## WHAT THE EXERCISE ASKS
Write out the full listing exactly as it appears below.

"""

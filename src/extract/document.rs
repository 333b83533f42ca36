//! Page snapshots and the parsed documents extraction runs over

use crate::browser::{scripts, BrowserResult, PageHandle};
use crate::extract::state::StructuredState;
use scraper::{ElementRef, Html, Selector};

/// Everything read from a live page in one pass
///
/// Plain owned data, so it can cross await points; parse it into a
/// [`PageDocument`] once all browser calls are done.
#[derive(Debug, Clone, Default)]
pub struct PageSnapshot {
    pub url: String,
    pub title: String,
    pub html: String,
    pub state: Option<StructuredState>,
}

impl PageSnapshot {
    /// Reads markup, title and embedded state from `page`
    ///
    /// A failing state script only means "no state"; markup and title
    /// failures are returned.
    pub async fn capture(page: &dyn PageHandle) -> BrowserResult<Self> {
        let html = page.content().await?;
        let title = page.title().await?;
        let url = page.url().await.unwrap_or_default();

        let state = match page.evaluate(scripts::STRUCTURED_STATE).await {
            Ok(value) => StructuredState::from_value(&value),
            Err(e) => {
                tracing::debug!("Embedded state unavailable on {}: {}", url, e);
                None
            }
        };

        Ok(Self {
            url,
            title,
            html,
            state,
        })
    }

    pub fn document(&self) -> PageDocument {
        PageDocument::parse(&self.html)
            .with_title(&self.title)
            .with_state(self.state.clone())
    }
}

/// A parsed page: DOM, title, plain text and embedded state
pub struct PageDocument {
    html: Html,
    title: String,
    body_text: String,
    state: Option<StructuredState>,
}

impl PageDocument {
    /// Parses markup; the title defaults to the document's `<title>`
    pub fn parse(markup: &str) -> Self {
        let html = Html::parse_document(markup);
        let title = parse_selector("title")
            .and_then(|sel| html.select(&sel).next().map(element_text))
            .unwrap_or_default();
        let body_text = page_text(&html);

        Self {
            html,
            title,
            body_text,
            state: None,
        }
    }

    /// Overrides the title when `title` is non-empty
    pub fn with_title(mut self, title: &str) -> Self {
        if !title.trim().is_empty() {
            self.title = title.trim().to_string();
        }
        self
    }

    pub fn with_state(mut self, state: Option<StructuredState>) -> Self {
        self.state = state;
        self
    }

    pub fn html(&self) -> &Html {
        &self.html
    }

    pub fn title(&self) -> &str {
        &self.title
    }

    pub fn state(&self) -> Option<&StructuredState> {
        self.state.as_ref()
    }

    /// Visible text of the body, one line per text node
    pub fn body_text(&self) -> &str {
        &self.body_text
    }

    /// First element matching a CSS selector; `None` for invalid selectors
    pub fn select_first(&self, selector: &str) -> Option<ElementRef<'_>> {
        let selector = parse_selector(selector)?;
        self.html.select(&selector).next()
    }

    /// All elements matching a CSS selector, in document order
    pub fn select_all(&self, selector: &str) -> Vec<ElementRef<'_>> {
        match parse_selector(selector) {
            Some(selector) => self.html.select(&selector).collect(),
            None => Vec::new(),
        }
    }

    /// Coarse "something rendered" check: a heading or a non-empty title
    pub fn has_content_marker(&self) -> bool {
        self.select_first("h1, h2").is_some() || !self.title.is_empty()
    }
}

/// Parses a CSS selector, logging and discarding invalid ones
pub fn parse_selector(selector: &str) -> Option<Selector> {
    match Selector::parse(selector) {
        Ok(selector) => Some(selector),
        Err(e) => {
            tracing::trace!("Ignoring invalid selector {:?}: {:?}", selector, e);
            None
        }
    }
}

/// Text content of an element with whitespace runs collapsed
pub fn element_text(element: ElementRef<'_>) -> String {
    collapse_whitespace(&element.text().collect::<String>())
}

fn collapse_whitespace(text: &str) -> String {
    text.split_whitespace().collect::<Vec<_>>().join(" ")
}

/// Text nodes under `<body>` outside scripts and styles, joined by newlines
fn page_text(html: &Html) -> String {
    let root = parse_selector("body")
        .and_then(|sel| html.select(&sel).next())
        .unwrap_or_else(|| html.root_element());

    root.descendants()
        .filter_map(|node| {
            let text = node.value().as_text()?;
            let parent_is_code = node
                .parent()
                .and_then(|p| p.value().as_element().map(|e| e.name()))
                .is_some_and(|name| matches!(name, "script" | "style" | "noscript"));
            if parent_is_code {
                return None;
            }
            let text = text.trim();
            (!text.is_empty()).then_some(text)
        })
        .collect::<Vec<_>>()
        .join("\n")
}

"""

## EXERCISE ANSWER
filename src/extract/document.rs
repository 333b83533f42ca36
//! Page snapshots and the parsed documents extraction runs over

use crate::browser::{scripts, BrowserResult, PageHandle};
use crate::extract::state::StructuredState;
use scraper::{ElementRef, Html, Selector};

/// Everything read from a live page in one pass
///
/// Plain owned data, so it can cross await points; parse it into a
/// [`PageDocument`] once all browser calls are done.
#[derive(Debug, Clone, Default)]
pub struct PageSnapshot {
    pub url: String,
    pub title: String,
    pub html: String,
    pub state: Option<StructuredState>,
}

impl PageSnapshot {
    /// Reads markup, title and embedded state from `page`
    ///
    /// A failing state script only means "no state"; markup and title
    /// failures are returned.
    pub async fn capture(page: &dyn PageHandle) -> BrowserResult<Self> {
        let html = page.content().await?;
        let title = page.title().await?;
        let url = page.url().await.unwrap_or_default();

        let state = match page.evaluate(scripts::STRUCTURED_STATE).await {
            Ok(value) => StructuredState::from_value(&value),
            Err(e) => {
                tracing::debug!("Embedded state unavailable on {}: {}", url, e);
                None
            }
        };

        Ok(Self {
            url,
            title,
            html,
            state,
        })
    }

    pub fn document(&self) -> PageDocument {
        PageDocument::parse(&self.html)
            .with_title(&self.title)
            .with_state(self.state.clone())
    }
}

/// A parsed page: DOM, title, plain text and embedded state
pub struct PageDocument {
    html: Html,
    title: String,
    body_text: String,
    state: Option<StructuredState>,
}

impl PageDocument {
    /// Parses markup; the title defaults to the document's `<title>`
    pub fn parse(markup: &str) -> Self {
        let html = Html::parse_document(markup);
        let title = parse_selector("title")
            .and_then(|sel| html.select(&sel).next().map(element_text))
            .unwrap_or_default();
        let body_text = page_text(&html);

        Self {
            html,
            title,
            body_text,
            state: None,
        }
    }

    /// Overrides the title when `title` is non-empty
    pub fn with_title(mut self, title: &str) -> Self {
        if !title.trim().is_empty() {
            self.title = title.trim().to_string();
        }
        self
    }

    pub fn with_state(mut self, state: Option<StructuredState>) -> Self {
        self.state = state;
        self
    }

    pub fn html(&self) -> &Html {
        &self.html
    }

    pub fn title(&self) -> &str {
        &self.title
    }

    pub fn state(&self) -> Option<&StructuredState> {
        self.state.as_ref()
    }

    /// Visible text of the body, one line per text node
    pub fn body_text(&self) -> &str {
        &self.body_text
    }

    /// First element matching a CSS selector; `None` for invalid selectors
    pub fn select_first(&self, selector: &str) -> Option<ElementRef<'_>> {
        let selector = parse_selector(selector)?;
        self.html.select(&selector).next()
    }

    /// All elements matching a CSS selector, in document order
    pub fn select_all(&self, selector: &str) -> Vec<ElementRef<'_>> {
        match parse_selector(selector) {
            Some(selector) => self.html.select(&selector).collect(),
            None => Vec::new(),
        }
    }

    /// Coarse "something rendered" check: a heading or a non-empty title
    pub fn has_content_marker(&self) -> bool {
        self.select_first("h1, h2").is_some() || !self.title.is_empty()
    }
}

/// Parses a CSS selector, logging and discarding invalid ones
pub fn parse_selector(selector: &str) -> Option<Selector> {
    match Selector::parse(selector) {
        Ok(selector) => Some(selector),
        Err(e) => {
            tracing::trace!("Ignoring invalid selector {:?}: {:?}", selector, e);
            None
        }
    }
}

/// Text content of an element with whitespace runs collapsed
pub fn element_text(element: ElementRef<'_>) -> String {
    collapse_whitespace(&element.text().collect::<String>())
}

fn collapse_whitespace(text: &str) -> String {
    text.split_whitespace().collect::<Vec<_>>().join(" ")
}

/// Text nodes under `<body>` outside scripts and styles, joined by newlines
fn page_text(html: &Html) -> String {
    let root = parse_selector("body")
        .and_then(|sel| html.select(&sel).next())
        .unwrap_or_else(|| html.root_element());

    root.descendants()
        .filter_map(|node| {
            let text = node.value().as_text()?;
            let parent_is_code = node
                .parent()
                .and_then(|p| p.value().as_element().map(|e| e.name()))
                .is_some_and(|name| matches!(name, "script" | "style" | "noscript"));
            if parent_is_code {
                return None;
            }
            let text = text.trim();
            (!text.is_empty()).then_some(text)
        })
        .collect::<Vec<_>>()
        .join("\n")
}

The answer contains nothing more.